[Collected data entries]
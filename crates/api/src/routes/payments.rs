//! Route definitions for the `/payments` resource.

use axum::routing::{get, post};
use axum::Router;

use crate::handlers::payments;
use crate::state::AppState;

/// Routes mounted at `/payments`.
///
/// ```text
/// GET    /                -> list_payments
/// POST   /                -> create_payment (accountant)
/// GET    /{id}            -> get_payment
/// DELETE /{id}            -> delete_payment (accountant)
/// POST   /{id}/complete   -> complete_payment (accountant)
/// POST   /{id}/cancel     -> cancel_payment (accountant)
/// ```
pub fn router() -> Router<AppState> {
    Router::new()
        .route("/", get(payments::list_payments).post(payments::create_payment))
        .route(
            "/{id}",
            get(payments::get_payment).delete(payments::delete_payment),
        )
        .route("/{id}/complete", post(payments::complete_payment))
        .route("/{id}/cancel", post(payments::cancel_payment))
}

The task:
Nothing should be left out: return all of the records exactly.

Answer space:
filename crates/api/src/routes/payments.rs
//! Route definitions for the `/payments` resource.

use axum::routing::{get, post};
use axum::Router;

use crate::handlers::payments;
use crate::state::AppState;

/// Routes mounted at `/payments`.
///
/// ```text
/// GET    /                -> list_payments
/// POST   /                -> create_payment (accountant)
/// GET    /{id}            -> get_payment
/// DELETE /{id}            -> delete_payment (accountant)
/// POST   /{id}/complete   -> complete_payment (accountant)
/// POST   /{id}/cancel     -> cancel_payment (accountant)
/// ```
pub fn router() -> Router<AppState> {
    Router::new()
        .route("/", get(payments::list_payments).post(payments::create_payment))
        .route(
            "/{id}",
            get(payments::get_payment).delete(payments::delete_payment),
        )
        .route("/{id}/complete", post(payments::complete_payment))
        .route("/{id}/cancel", post(payments::cancel_payment))
}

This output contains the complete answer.